#### [GIVEN ENTRIES]
★ ★ ★

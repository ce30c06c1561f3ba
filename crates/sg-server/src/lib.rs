//! sg-server: the HTTP surface of streamgate.
//!
//! - `GET /health` liveness probe
//! - `GET /api/videos` lists resources with freshly signed access URLs
//! - `GET /api/stream/{resource_id}` validates the signed URL and streams
//!   the requested byte window
//!
//! Every request is one task; the only shared state is the immutable
//! [`AppContext`] and the transfer counters.

pub mod context;
pub mod error;
pub mod extract;
pub mod middleware;
pub mod router;
pub mod routes;
pub mod streaming;

use std::future::Future;
use std::net::SocketAddr;

use axum::Router;
use tokio::net::TcpListener;

use sg_core::config::Config;

pub use context::AppContext;
pub use router::build_router;
pub use streaming::{TransferStats, TransferTracker};

/// Path prefix under which access URLs are issued.
pub const STREAM_BASE: &str = "/api/stream";

/// Start the streamgate server and run until SIGINT/SIGTERM.
///
/// Fails before binding when no signing secret is configured.
pub async fn start(config: Config) -> sg_core::Result<()> {
    for warning in config.validate() {
        tracing::warn!("Config warning: {warning}");
    }

    let host = config.server.host.clone();
    let port = config.server.port;
    let ctx = AppContext::from_config(config)?;
    let app = build_router(ctx);

    let listener = TcpListener::bind((host.as_str(), port))
        .await
        .map_err(|e| sg_core::Error::Internal(format!("Failed to bind to {host}:{port}: {e}")))?;
    if let Ok(addr) = listener.local_addr() {
        tracing::info!("Starting server on {addr}");
    }

    serve(listener, app, shutdown_signal()).await?;

    tracing::info!("Server shutdown complete");
    Ok(())
}

/// Serve `app` on `listener` until `shutdown` resolves.
///
/// The peer address is made available to handlers through `ConnectInfo`,
/// which identity resolution falls back to.
pub async fn serve<F>(listener: TcpListener, app: Router, shutdown: F) -> sg_core::Result<()>
where
    F: Future<Output = ()> + Send + 'static,
{
    axum::serve(
        listener,
        app.into_make_service_with_connect_info::<SocketAddr>(),
    )
    .with_graceful_shutdown(shutdown)
    .await?;
    Ok(())
}

/// Wait for a shutdown signal (SIGINT or SIGTERM).
async fn shutdown_signal() {
    let ctrl_c = async {
        if let Err(e) = tokio::signal::ctrl_c().await {
            tracing::error!("Failed to install Ctrl+C handler: {e}");
            std::future::pending::<()>().await;
        }
    };

    #[cfg(unix)]
    let terminate = async {
        match tokio::signal::unix::signal(tokio::signal::unix::SignalKind::terminate()) {
            Ok(mut sig) => {
                sig.recv().await;
            }
            Err(e) => {
                tracing::error!("Failed to install SIGTERM handler: {e}");
                std::future::pending::<()>().await;
            }
        }
    };

    #[cfg(not(unix))]
    let terminate = std::future::pending::<()>();

    tokio::select! {
        _ = ctrl_c => tracing::info!("Received Ctrl+C, shutting down"),
        _ = terminate => tracing::info!("Received SIGTERM, shutting down"),
    }
}
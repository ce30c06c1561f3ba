//! Request ID middleware.
//!
//! Generates a UUID for each request (or keeps an incoming `x-request-id`),
//! runs the request inside a span carrying it, and echoes it back.

use std::convert::Infallible;

use axum::extract::FromRequestParts;
use axum::http::request::Parts;
use axum::http::{HeaderName, HeaderValue, Request};
use axum::middleware::Next;
use axum::response::Response;
use tracing::Instrument;
use uuid::Uuid;

/// Header name used for the request identifier.
pub static X_REQUEST_ID: HeaderName = HeaderName::from_static("x-request-id");

/// Longest incoming request id that is propagated as-is.
const MAX_INCOMING_LEN: usize = 128;

/// Middleware that generates or extracts a request ID.
pub async fn request_id_middleware(
    mut request: Request<axum::body::Body>,
    next: Next,
) -> Response {
    let id = request
        .headers()
        .get(&X_REQUEST_ID)
        .and_then(|v| v.to_str().ok())
        .filter(|v| !v.is_empty() && v.len() <= MAX_INCOMING_LEN)
        .map(String::from)
        .unwrap_or_else(|| Uuid::new_v4().to_string());

    request.extensions_mut().insert(RequestId(id.clone()));

    let span = tracing::info_span!("request", request_id = %id);
    let mut response = next.run(request).instrument(span).await;

    if let Ok(val) = HeaderValue::from_str(&id) {
        response.headers_mut().insert(X_REQUEST_ID.clone(), val);
    }

    response
}

/// The current request's ID.
///
/// As an extractor it never fails: outside the middleware a fresh ID is
/// generated.
#[derive(Debug, Clone)]
pub struct RequestId(pub String);

impl<S: Send + Sync> FromRequestParts<S> for RequestId {
    type Rejection = Infallible;

    async fn from_request_parts(parts: &mut Parts, _state: &S) -> Result<Self, Self::Rejection> {
        Ok(parts
            .extensions
            .get::<RequestId>()
            .cloned()
            .unwrap_or_else(|| RequestId(Uuid::new_v4().to_string())))
    }
}
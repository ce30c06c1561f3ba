//! HTTP-level tests for the listing and health endpoints.

mod common;

use std::path::Path;
use std::sync::Arc;

use common::{payload, TestHarness, LOOPBACK};
use sg_probe::{MediaMetadata, Prober};

/// Prober that knows one file and fails on everything else.
struct CatalogProber;

impl Prober for CatalogProber {
    fn name(&self) -> &'static str {
        "catalog"
    }

    fn probe(&self, path: &Path) -> sg_core::Result<MediaMetadata> {
        match path.file_stem().and_then(|s| s.to_str()) {
            Some("keynote") => Ok(MediaMetadata {
                title: "Opening Keynote".into(),
                author: "Ada Example".into(),
                topic: "Conference".into(),
                duration: 754.5,
                resolution: "1920x1080".into(),
            }),
            _ => Err(sg_core::Error::Probe("not in catalog".into())),
        }
    }

    fn supports(&self, _path: &Path) -> bool {
        true
    }
}

#[tokio::test]
async fn health_is_ok() {
    let (_h, addr) = TestHarness::with_server(&[]).await;
    let resp = reqwest::get(format!("http://{addr}/health")).await.unwrap();
    assert_eq!(resp.status(), 200);
    assert_eq!(resp.text().await.unwrap(), "ok");
}

#[tokio::test]
async fn lists_resources_sorted_with_defaults() {
    let (_h, addr) = TestHarness::with_server(&[
        ("beta.mp4", &payload(300)),
        ("alpha.mp4", &payload(200)),
        ("notes.txt", b"skip me"),
    ])
    .await;

    let resp = reqwest::get(format!("http://{addr}/api/videos")).await.unwrap();
    assert_eq!(resp.status(), 200);
    let entries: Vec<serde_json::Value> = resp.json().await.unwrap();

    assert_eq!(entries.len(), 2);
    assert_eq!(entries[0]["id"], "alpha");
    assert_eq!(entries[1]["id"], "beta");

    let alpha = &entries[0];
    assert_eq!(alpha["size"], 200);
    assert_eq!(alpha["title"], "Unknown");
    assert_eq!(alpha["author"], "Unknown");
    assert_eq!(alpha["topic"], "Unknown");
    assert_eq!(alpha["duration"], 0.0);
    assert_eq!(alpha["resolution"], "Unknown");

    let url = alpha["url"].as_str().unwrap();
    assert!(url.starts_with("/api/stream/alpha?token="));
    assert!(url.ends_with(&format!("&ip={LOOPBACK}")));
}

#[tokio::test]
async fn listed_urls_stream_for_the_same_client() {
    let data = payload(4096);
    let (_h, addr) = TestHarness::with_server(&[("clip.mp4", &data)]).await;
    let client = reqwest::Client::new();

    let entries: Vec<serde_json::Value> = client
        .get(format!("http://{addr}/api/videos"))
        .send()
        .await
        .unwrap()
        .json()
        .await
        .unwrap();
    let url = entries[0]["url"].as_str().unwrap();

    let resp = client
        .get(format!("http://{addr}{url}"))
        .header("Range", "bytes=100-199")
        .send()
        .await
        .unwrap();
    assert_eq!(resp.status(), 206);
    assert_eq!(resp.bytes().await.unwrap().as_ref(), &data[100..200]);
}

#[tokio::test]
async fn listing_binds_forwarded_identity() {
    let (_h, addr) = TestHarness::with_server(&[("clip.mp4", &payload(16))]).await;
    let client = reqwest::Client::new();

    let entries: Vec<serde_json::Value> = client
        .get(format!("http://{addr}/api/videos"))
        .header("X-Forwarded-For", "198.51.100.7")
        .send()
        .await
        .unwrap()
        .json()
        .await
        .unwrap();
    let url = entries[0]["url"].as_str().unwrap().to_string();
    assert!(url.ends_with("&ip=198.51.100.7"));

    let direct = client.get(format!("http://{addr}{url}")).send().await.unwrap();
    assert_eq!(direct.status(), 403);

    let forwarded = client
        .get(format!("http://{addr}{url}"))
        .header("X-Forwarded-For", "198.51.100.7")
        .send()
        .await
        .unwrap();
    assert_eq!(forwarded.status(), 200);
}

#[tokio::test]
async fn listing_uses_injected_prober() {
    let mut h = TestHarness::with_files(&[
        ("keynote.mp4", &payload(64)),
        ("raw.mp4", &payload(32)),
    ]);
    h.ctx = h.ctx.clone().with_prober(Arc::new(CatalogProber));
    let (_h, addr) = h.serve().await;

    let entries: Vec<serde_json::Value> = reqwest::get(format!("http://{addr}/api/videos"))
        .await
        .unwrap()
        .json()
        .await
        .unwrap();
    assert_eq!(entries.len(), 2);

    let keynote = &entries[0];
    assert_eq!(keynote["id"], "keynote");
    assert_eq!(keynote["title"], "Opening Keynote");
    assert_eq!(keynote["author"], "Ada Example");
    assert_eq!(keynote["topic"], "Conference");
    assert_eq!(keynote["duration"], 754.5);
    assert_eq!(keynote["resolution"], "1920x1080");
    assert_eq!(keynote["size"], 64);

    // A failed probe still lists the resource with placeholders.
    let raw = &entries[1];
    assert_eq!(raw["id"], "raw");
    assert_eq!(raw["title"], "Unknown");
    assert_eq!(raw["duration"], 0.0);
}

#[tokio::test]
async fn unreadable_store_is_500() {
    let h = TestHarness::build(&[], |c| {
        c.store.root = std::path::PathBuf::from("/definitely/not/a/media/root");
    });
    let (_h, addr) = h.serve().await;

    let resp = reqwest::get(format!("http://{addr}/api/videos")).await.unwrap();
    assert_eq!(resp.status(), 500);
    let body: serde_json::Value = resp.json().await.unwrap();
    assert_eq!(body["error"], "Unable to read media directory.");
    assert!(body["request_id"].is_string());
}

★ ★ ★

#### [WHAT YOU HAVE TO DO]
Identify the lines of the entries containing the string "Conference". Copy each such line.

#### [EXERCISE SOLUTION]
                topic: "Conference".into(),
    assert_eq!(keynote["topic"], "Conference");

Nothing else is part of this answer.